Even if they get a breakthrough infection, vaccinated people don’t get as sick with Covid-19, two different teams of researchers reported Thursday.
Both studies show the vaccines strongly protect against severe disease and death, even months after people were first vaccinated and as the more transmissible Delta variant renewed the spread of the virus.
One large, ongoing study of 780,000 veterans shows all three vaccines being used in the US provide strong protection against death from Covid-19, even as their efficacy against mild and asymptomatic infection fell off dramatically.
Researchers looking at men and women getting treatment at Veterans Health Administration facilities found that overall vaccine efficacy against all types of infection fell from 87.9% in February to 48.1% in October. They only counted fully vaccinated veterans, and only counted test results from polymerase chain reaction (PCR) tests, the gold standard for determining infection.
“Although breakthrough infection increased risk of death, vaccination remained protective against death in persons who became infected during the Delta surge,” the researchers wrote in their report, published in the journal Science.
“Our analysis by vaccine type, including the Pfizer-BioNTech, Moderna, and (Johnson & Johnson’s) Janssen vaccines, suggests declining vaccine effectiveness against infection over time, particularly for the Janssen vaccine. Yet, despite increasing risk of infection due to the Delta variant, vaccine effectiveness against death remained high, and compared to unvaccinated Veterans, those fully vaccinated had a much lower risk of death after infection. These results demonstrate an urgent need to reinstate multiple layers of protection, such as masking and physical distancing — even among vaccinated persons — while also bolstering current efforts to increase vaccination.”
The researchers say their data is more up to date than data provided by the US Centers for Disease Control and Prevention, although it looks only at veterans, who may not be representative of the US population. The group studied represents 2.7% of the US population and while it skews more heavily in favor of males, it may represent more minorities than other study groups, Barbara Cohn, an epidemiologist at the Oakland, California Public Health Institute who helped conduct the study, told CNN.

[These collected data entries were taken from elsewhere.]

//! Argument values and the locals mapping handed to normalisation.
//!
//! Values are JSON-shaped so that every captured call can be written out
//! as a [`ReconstructionState`](crate::state::ReconstructionState) without
//! per-type glue.

use crate::error::SerializableError;
use serde::de::DeserializeOwned;
use std::collections::BTreeMap;

pub use serde_json::Value;

/// Positional arguments of a call.
pub type Args = Vec<Value>;

/// Keyword arguments of a call. Ordered only for deterministic output.
pub type Kwargs = BTreeMap<String, Value>;

/// A constructor's effective parameter values, keyed by parameter name.
///
/// Variadic slots are stored as a JSON array (positional splat) or a JSON
/// object (keyword splat).
#[derive(Debug, Clone, Default, PartialEq)]
pub struct Locals(BTreeMap<String, Value>);

impl Locals {
    pub fn new() -> Self {
        Self::default()
    }

    /// Builder-style insert.
    pub fn with(mut self, name: impl Into<String>, value: impl Into<Value>) -> Self {
        self.insert(name, value);
        self
    }

    pub fn insert(&mut self, name: impl Into<String>, value: impl Into<Value>) {
        self.0.insert(name.into(), value.into());
    }

    pub fn contains(&self, name: &str) -> bool {
        self.0.contains_key(name)
    }

    pub fn len(&self) -> usize {
        self.0.len()
    }

    pub fn is_empty(&self) -> bool {
        self.0.is_empty()
    }

    /// The raw value bound to `name`.
    pub fn raw(&self, name: &str) -> Result<&Value, SerializableError> {
        self.0
            .get(name)
            .ok_or_else(|| SerializableError::MissingLocal {
                name: name.to_string(),
            })
    }

    /// The value bound to `name`, deserialised into `T`.
    pub fn get<T: DeserializeOwned>(&self, name: &str) -> Result<T, SerializableError> {
        let raw = self.raw(name)?;
        serde_json::from_value(raw.clone()).map_err(|err| SerializableError::InvalidLocal {
            name: name.to_string(),
            reason: err.to_string(),
        })
    }

    pub fn iter(&self) -> impl Iterator<Item = (&String, &Value)> {
        self.0.iter()
    }
}

impl From<BTreeMap<String, Value>> for Locals {
    fn from(map: BTreeMap<String, Value>) -> Self {
        Self(map)
    }
}

impl FromIterator<(String, Value)> for Locals {
    fn from_iter<I: IntoIterator<Item = (String, Value)>>(iter: I) -> Self {
        Self(iter.into_iter().collect())
    }
}

/// Short name of a JSON value's type, for diagnostics.
pub(crate) fn type_label(value: &Value) -> &'static str {
    match value {
        Value::Null => "null",
        Value::Bool(_) => "bool",
        Value::Number(_) => "number",
        Value::String(_) => "string",
        Value::Array(_) => "array",
        Value::Object(_) => "object",
    }
}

In March, Johnson & Johnson’s vaccine was 86.4% effective in preventing any type of infection. By September, this had fallen to 13%, they reported.
In March, Moderna’s vaccine was 89.2% effective in preventing any infection. This fell to 58% by September.
Pfizer’s vaccine was 86.9% effective against any infection in March and effectiveness fell to 43.3% by September, they reported.
From July to October 2021, they found, vaccine effectiveness against death among veterans under 65 was 73% for J&J’s Janssen vaccine, 81.5% for Moderna’s, and 84.3% for Pfizer’s and for those 65 and older it was 52.2% for Janssen’s, 75.5% for Moderna’s, and 70.1% for Pfizer’s.
“Everybody does better if they are vaccinated, Janssen people included,” Cohn said. “Vaccination is keeping people out of the hospital, even during Delta.”
A second study was coordinated with the CDC and found that people vaccinated with either Pfizer’s or Moderna’s vaccines are much less likely to end up in the hospital on a ventilator or to die from infection than unvaccinated people.
Unvaccinated patients accounted for 91% of Covid-19 deaths and nearly 94% of those with a combined need for ventilators or death, the team reported in the Journal of the American Medical Association.
“We are very confident now that the vaccine is still helping you, even if you get Covid,” Dr. Wesley Self, an associate professor at Vanderbilt University who led the study team, told CNN. “Even those who get sick don’t get as sick as they would if they were unvaccinated.”
The team at 21 US hospitals in 18 states studied 4,513 patients admitted to hospitals with respiratory diseases between March and July. “Unvaccinated patients accounted for 84.2% of COVID-19 hospitalizations. Hospitalization for COVID-19 was significantly associated with decreased likelihood of vaccination,” the team wrote.
Not enough people had been vaccinated with Johnson & Johnson’s Janssen vaccine to provide sufficient data for the study, Self said. He noted that other studies have shown the Janssen vaccine is less effective than the mRNA vaccines made by Pfizer and Moderna.
“We have known for several months that the mRNA vaccines prevent people from being infected with Covid and prevent people from being hospitalized with Covid. What was not clear from data before was if people still get Covid despite being vaccinated. Was the vaccine beneficial? The answer is a resounding yes,” Self said.
“They are far less likely to become critically ill and die. That tells us the vaccines are attenuating the severity of disease.”